Reproduce each line of the material precisely.

--- START ---

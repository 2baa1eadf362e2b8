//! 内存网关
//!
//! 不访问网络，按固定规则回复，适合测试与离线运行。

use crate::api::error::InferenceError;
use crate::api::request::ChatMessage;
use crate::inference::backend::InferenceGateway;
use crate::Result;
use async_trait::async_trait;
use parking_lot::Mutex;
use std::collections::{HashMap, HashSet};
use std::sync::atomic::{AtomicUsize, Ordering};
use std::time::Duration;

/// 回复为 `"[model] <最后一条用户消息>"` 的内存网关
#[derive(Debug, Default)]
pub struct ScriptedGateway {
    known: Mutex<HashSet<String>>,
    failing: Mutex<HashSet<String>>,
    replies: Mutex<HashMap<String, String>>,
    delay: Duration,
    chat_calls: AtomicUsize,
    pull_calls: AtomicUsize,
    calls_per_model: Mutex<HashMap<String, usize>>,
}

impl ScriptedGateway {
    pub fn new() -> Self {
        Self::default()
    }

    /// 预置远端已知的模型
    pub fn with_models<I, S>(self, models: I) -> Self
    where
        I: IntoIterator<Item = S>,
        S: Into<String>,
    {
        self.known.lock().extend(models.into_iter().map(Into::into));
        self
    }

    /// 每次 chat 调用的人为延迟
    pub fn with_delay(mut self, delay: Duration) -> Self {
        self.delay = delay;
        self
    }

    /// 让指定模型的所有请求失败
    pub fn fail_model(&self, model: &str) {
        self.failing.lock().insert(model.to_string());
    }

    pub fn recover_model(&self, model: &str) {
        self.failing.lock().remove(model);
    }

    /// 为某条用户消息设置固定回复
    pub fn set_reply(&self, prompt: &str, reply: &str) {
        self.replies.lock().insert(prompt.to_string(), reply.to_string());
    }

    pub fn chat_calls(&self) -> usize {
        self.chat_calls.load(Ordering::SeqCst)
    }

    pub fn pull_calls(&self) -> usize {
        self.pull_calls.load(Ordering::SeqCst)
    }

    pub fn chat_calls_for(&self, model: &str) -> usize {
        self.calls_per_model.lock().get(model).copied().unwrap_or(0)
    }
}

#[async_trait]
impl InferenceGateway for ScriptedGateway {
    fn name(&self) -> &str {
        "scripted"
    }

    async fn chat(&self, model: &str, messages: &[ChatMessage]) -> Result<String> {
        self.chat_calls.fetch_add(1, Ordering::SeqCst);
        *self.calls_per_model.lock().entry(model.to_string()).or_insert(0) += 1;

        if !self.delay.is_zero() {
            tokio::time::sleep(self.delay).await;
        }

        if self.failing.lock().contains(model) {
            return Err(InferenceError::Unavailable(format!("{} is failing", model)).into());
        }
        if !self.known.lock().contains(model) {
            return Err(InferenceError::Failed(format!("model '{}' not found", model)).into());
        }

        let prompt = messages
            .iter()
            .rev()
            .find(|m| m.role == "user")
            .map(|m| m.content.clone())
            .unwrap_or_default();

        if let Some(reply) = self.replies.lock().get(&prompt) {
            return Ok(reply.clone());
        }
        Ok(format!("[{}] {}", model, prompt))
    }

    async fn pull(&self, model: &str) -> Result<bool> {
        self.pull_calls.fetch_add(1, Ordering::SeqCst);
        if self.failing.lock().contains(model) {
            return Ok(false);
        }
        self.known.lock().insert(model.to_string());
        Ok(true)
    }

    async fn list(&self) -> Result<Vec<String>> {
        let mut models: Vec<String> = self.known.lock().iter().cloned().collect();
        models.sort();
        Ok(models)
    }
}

--- END ---

[Output for this task]
repository 2baa1eadf362e2b8
//! 内存网关
//!
//! 不访问网络，按固定规则回复，适合测试与离线运行。

use crate::api::error::InferenceError;
use crate::api::request::ChatMessage;
use crate::inference::backend::InferenceGateway;
use crate::Result;
use async_trait::async_trait;
use parking_lot::Mutex;
use std::collections::{HashMap, HashSet};
use std::sync::atomic::{AtomicUsize, Ordering};
use std::time::Duration;

/// 回复为 `"[model] <最后一条用户消息>"` 的内存网关
#[derive(Debug, Default)]
pub struct ScriptedGateway {
    known: Mutex<HashSet<String>>,
    failing: Mutex<HashSet<String>>,
    replies: Mutex<HashMap<String, String>>,
    delay: Duration,
    chat_calls: AtomicUsize,
    pull_calls: AtomicUsize,
    calls_per_model: Mutex<HashMap<String, usize>>,
}

impl ScriptedGateway {
    pub fn new() -> Self {
        Self::default()
    }

    /// 预置远端已知的模型
    pub fn with_models<I, S>(self, models: I) -> Self
    where
        I: IntoIterator<Item = S>,
        S: Into<String>,
    {
        self.known.lock().extend(models.into_iter().map(Into::into));
        self
    }

    /// 每次 chat 调用的人为延迟
    pub fn with_delay(mut self, delay: Duration) -> Self {
        self.delay = delay;
        self
    }

    /// 让指定模型的所有请求失败
    pub fn fail_model(&self, model: &str) {
        self.failing.lock().insert(model.to_string());
    }

    pub fn recover_model(&self, model: &str) {
        self.failing.lock().remove(model);
    }

    /// 为某条用户消息设置固定回复
    pub fn set_reply(&self, prompt: &str, reply: &str) {
        self.replies.lock().insert(prompt.to_string(), reply.to_string());
    }

    pub fn chat_calls(&self) -> usize {
        self.chat_calls.load(Ordering::SeqCst)
    }

    pub fn pull_calls(&self) -> usize {
        self.pull_calls.load(Ordering::SeqCst)
    }

    pub fn chat_calls_for(&self, model: &str) -> usize {
        self.calls_per_model.lock().get(model).copied().unwrap_or(0)
    }
}

#[async_trait]
impl InferenceGateway for ScriptedGateway {
    fn name(&self) -> &str {
        "scripted"
    }

    async fn chat(&self, model: &str, messages: &[ChatMessage]) -> Result<String> {
        self.chat_calls.fetch_add(1, Ordering::SeqCst);
        *self.calls_per_model.lock().entry(model.to_string()).or_insert(0) += 1;

        if !self.delay.is_zero() {
            tokio::time::sleep(self.delay).await;
        }

        if self.failing.lock().contains(model) {
            return Err(InferenceError::Unavailable(format!("{} is failing", model)).into());
        }
        if !self.known.lock().contains(model) {
            return Err(InferenceError::Failed(format!("model '{}' not found", model)).into());
        }

        let prompt = messages
            .iter()
            .rev()
            .find(|m| m.role == "user")
            .map(|m| m.content.clone())
            .unwrap_or_default();

        if let Some(reply) = self.replies.lock().get(&prompt) {
            return Ok(reply.clone());
        }
        Ok(format!("[{}] {}", model, prompt))
    }

    async fn pull(&self, model: &str) -> Result<bool> {
        self.pull_calls.fetch_add(1, Ordering::SeqCst);
        if self.failing.lock().contains(model) {
            return Ok(false);
        }
        self.known.lock().insert(model.to_string());
        Ok(true)
    }

    async fn list(&self) -> Result<Vec<String>> {
        let mut models: Vec<String> = self.known.lock().iter().cloned().collect();
        models.sort();
        Ok(models)
    }
}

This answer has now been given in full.